DATA FOR ANALYSIS -
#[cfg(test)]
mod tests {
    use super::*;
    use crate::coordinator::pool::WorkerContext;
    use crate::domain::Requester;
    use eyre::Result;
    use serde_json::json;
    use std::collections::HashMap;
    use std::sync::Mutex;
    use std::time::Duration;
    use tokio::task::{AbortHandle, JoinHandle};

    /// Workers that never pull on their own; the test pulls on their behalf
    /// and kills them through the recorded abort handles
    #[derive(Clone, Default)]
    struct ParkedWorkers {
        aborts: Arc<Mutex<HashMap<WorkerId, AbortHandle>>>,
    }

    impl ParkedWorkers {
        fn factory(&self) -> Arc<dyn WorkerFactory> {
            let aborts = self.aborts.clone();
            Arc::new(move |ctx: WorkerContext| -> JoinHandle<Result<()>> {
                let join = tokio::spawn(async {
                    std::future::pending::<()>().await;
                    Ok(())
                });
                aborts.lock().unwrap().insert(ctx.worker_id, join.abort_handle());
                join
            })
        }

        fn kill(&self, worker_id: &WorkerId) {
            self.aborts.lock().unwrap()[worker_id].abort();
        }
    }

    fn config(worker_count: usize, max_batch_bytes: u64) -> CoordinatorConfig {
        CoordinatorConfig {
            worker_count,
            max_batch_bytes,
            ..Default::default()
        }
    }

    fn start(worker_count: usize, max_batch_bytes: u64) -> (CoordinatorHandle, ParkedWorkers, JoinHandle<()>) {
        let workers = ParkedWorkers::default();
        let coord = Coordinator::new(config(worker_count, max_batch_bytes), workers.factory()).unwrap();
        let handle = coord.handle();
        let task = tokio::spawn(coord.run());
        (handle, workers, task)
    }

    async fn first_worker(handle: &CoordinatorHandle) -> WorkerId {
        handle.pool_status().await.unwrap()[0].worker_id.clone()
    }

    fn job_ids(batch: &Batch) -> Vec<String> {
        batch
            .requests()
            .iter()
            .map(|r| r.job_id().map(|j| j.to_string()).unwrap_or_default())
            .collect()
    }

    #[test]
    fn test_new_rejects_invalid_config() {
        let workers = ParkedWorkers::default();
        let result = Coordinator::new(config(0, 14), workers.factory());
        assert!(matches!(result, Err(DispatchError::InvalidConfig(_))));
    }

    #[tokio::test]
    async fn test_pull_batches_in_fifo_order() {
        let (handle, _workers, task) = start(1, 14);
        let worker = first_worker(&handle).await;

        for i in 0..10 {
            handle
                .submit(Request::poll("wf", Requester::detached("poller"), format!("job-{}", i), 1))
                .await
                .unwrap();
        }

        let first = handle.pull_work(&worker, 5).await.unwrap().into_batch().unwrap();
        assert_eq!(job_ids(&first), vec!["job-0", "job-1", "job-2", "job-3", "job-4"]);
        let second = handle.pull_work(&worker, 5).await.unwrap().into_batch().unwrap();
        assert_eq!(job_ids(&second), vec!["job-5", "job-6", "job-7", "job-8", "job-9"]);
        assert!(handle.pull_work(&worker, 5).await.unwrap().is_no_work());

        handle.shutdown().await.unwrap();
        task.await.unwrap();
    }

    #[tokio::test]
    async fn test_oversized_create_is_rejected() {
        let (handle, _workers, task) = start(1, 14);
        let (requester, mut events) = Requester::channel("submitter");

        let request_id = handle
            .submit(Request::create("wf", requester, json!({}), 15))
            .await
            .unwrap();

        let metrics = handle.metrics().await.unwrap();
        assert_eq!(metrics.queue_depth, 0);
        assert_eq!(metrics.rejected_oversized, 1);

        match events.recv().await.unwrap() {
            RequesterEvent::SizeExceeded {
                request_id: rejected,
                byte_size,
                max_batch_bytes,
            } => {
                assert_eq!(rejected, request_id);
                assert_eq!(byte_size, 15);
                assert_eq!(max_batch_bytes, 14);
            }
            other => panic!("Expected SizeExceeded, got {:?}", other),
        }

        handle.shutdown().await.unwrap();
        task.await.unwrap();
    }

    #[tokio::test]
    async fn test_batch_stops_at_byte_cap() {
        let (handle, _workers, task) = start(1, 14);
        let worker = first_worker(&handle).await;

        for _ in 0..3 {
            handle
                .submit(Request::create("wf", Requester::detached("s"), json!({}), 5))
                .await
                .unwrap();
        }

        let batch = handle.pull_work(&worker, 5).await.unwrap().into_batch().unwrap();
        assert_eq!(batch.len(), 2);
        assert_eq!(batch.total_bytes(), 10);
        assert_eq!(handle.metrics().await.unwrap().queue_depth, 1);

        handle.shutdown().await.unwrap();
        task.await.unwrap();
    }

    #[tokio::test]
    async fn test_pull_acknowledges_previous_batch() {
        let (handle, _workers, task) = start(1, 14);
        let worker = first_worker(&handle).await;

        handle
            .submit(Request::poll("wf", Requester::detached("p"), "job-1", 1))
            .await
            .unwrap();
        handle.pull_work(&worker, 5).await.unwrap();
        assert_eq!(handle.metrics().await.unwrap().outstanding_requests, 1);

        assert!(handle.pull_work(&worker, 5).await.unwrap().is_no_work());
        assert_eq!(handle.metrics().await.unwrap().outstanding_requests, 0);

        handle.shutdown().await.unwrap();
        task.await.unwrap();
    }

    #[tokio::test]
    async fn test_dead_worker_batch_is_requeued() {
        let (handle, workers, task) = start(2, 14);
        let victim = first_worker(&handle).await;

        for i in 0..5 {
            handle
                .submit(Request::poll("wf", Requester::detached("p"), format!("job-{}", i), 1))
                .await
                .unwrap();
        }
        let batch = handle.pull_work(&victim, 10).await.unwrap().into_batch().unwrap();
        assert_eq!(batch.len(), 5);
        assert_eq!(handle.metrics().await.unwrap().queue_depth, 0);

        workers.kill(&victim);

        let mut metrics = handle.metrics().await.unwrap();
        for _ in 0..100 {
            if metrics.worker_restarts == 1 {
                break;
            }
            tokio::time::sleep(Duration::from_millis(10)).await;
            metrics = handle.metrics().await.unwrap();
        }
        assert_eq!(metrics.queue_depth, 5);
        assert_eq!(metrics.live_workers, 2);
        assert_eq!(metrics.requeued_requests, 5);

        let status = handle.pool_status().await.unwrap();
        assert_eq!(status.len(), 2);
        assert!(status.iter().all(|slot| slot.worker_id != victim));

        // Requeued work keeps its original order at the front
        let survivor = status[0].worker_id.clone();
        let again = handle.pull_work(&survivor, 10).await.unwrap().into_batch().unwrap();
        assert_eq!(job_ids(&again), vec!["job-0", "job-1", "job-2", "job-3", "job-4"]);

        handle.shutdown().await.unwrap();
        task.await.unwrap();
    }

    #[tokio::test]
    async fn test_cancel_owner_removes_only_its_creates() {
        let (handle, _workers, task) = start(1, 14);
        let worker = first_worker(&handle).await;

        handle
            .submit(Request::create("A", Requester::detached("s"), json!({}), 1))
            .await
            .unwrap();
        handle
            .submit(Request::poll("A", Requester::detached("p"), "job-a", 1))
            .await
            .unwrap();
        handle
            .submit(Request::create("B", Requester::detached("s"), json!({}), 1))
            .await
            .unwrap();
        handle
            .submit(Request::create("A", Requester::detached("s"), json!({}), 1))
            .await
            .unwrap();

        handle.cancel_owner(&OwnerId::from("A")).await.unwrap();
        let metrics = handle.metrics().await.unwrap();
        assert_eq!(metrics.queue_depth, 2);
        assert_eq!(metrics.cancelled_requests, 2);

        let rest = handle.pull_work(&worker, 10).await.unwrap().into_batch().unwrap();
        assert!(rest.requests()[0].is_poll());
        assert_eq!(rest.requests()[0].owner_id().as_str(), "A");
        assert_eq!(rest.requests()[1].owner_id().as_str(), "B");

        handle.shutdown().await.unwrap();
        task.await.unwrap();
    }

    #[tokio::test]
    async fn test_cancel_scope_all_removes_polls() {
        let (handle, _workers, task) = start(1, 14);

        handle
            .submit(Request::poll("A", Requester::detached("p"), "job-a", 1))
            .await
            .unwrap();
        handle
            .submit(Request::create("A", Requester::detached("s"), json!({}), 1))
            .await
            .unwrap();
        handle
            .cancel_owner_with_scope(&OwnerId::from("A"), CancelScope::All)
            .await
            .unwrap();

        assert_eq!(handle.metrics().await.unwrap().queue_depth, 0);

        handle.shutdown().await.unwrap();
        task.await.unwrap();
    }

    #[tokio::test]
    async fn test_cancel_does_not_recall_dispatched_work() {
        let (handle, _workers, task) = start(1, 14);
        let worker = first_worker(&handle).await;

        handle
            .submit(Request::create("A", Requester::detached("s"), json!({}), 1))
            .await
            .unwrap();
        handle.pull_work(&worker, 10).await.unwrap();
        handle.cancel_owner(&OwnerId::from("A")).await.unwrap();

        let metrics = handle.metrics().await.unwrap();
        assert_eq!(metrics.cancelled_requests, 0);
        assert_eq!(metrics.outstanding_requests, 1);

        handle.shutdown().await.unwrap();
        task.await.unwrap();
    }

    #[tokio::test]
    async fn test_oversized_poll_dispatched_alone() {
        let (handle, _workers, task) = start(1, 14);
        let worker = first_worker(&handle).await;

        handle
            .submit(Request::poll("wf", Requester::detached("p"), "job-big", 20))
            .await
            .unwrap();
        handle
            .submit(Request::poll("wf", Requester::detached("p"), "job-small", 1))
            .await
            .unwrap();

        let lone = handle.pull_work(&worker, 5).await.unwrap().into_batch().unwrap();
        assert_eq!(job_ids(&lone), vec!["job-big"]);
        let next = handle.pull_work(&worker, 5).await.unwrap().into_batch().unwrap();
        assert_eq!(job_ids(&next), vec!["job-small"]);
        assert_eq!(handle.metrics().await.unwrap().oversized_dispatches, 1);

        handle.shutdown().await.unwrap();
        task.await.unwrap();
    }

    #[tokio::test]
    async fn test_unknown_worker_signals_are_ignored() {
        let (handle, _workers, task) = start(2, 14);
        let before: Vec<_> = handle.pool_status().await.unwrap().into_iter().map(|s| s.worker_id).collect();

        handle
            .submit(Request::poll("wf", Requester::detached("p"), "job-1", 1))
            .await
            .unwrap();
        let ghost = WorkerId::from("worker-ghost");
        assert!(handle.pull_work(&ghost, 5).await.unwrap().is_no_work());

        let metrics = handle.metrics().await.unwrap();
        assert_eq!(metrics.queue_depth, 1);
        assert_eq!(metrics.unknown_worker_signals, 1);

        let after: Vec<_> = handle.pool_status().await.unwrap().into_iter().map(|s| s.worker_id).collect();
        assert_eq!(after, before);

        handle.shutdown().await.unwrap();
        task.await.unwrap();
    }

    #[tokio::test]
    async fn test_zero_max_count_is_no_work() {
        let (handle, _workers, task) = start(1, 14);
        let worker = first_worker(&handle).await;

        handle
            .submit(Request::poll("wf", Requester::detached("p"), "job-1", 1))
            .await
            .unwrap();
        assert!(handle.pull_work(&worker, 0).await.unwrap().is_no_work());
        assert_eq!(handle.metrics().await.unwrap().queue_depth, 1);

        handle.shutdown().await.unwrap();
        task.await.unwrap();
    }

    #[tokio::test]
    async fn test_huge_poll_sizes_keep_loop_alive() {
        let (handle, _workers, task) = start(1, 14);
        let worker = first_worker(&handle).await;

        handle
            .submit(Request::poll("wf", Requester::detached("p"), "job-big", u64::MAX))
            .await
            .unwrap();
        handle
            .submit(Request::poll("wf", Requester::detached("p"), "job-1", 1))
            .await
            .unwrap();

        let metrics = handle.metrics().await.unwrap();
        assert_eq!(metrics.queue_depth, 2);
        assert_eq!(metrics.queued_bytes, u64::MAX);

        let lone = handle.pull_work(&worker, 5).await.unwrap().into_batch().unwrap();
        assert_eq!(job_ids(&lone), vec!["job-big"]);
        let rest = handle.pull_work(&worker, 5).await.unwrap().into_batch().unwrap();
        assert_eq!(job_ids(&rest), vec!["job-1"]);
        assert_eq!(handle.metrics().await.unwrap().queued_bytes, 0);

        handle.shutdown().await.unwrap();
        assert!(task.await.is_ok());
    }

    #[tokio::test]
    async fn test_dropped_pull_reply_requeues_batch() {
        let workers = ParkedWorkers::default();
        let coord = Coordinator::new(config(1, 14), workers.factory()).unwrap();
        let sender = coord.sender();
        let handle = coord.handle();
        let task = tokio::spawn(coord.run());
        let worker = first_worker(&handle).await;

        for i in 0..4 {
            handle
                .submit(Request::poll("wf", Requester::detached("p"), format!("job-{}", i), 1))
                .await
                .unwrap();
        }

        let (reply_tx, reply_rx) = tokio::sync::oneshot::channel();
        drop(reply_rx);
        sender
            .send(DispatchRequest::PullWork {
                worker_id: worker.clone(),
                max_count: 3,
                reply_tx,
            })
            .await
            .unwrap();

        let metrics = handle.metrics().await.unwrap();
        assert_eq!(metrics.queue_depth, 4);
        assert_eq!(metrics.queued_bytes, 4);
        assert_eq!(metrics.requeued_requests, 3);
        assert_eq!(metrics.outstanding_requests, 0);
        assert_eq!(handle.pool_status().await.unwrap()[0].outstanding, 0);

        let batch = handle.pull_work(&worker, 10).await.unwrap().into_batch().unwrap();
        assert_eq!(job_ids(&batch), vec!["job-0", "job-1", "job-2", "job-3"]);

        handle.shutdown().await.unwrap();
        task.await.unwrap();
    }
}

TASK OBJECTIVE -
Search each line of the data above for "second", and copy the lines where it occurs.

THE ANSWER -
        let second = handle.pull_work(&worker, 5).await.unwrap().into_batch().unwrap();
        assert_eq!(job_ids(&second), vec!["job-5", "job-6", "job-7", "job-8", "job-9"]);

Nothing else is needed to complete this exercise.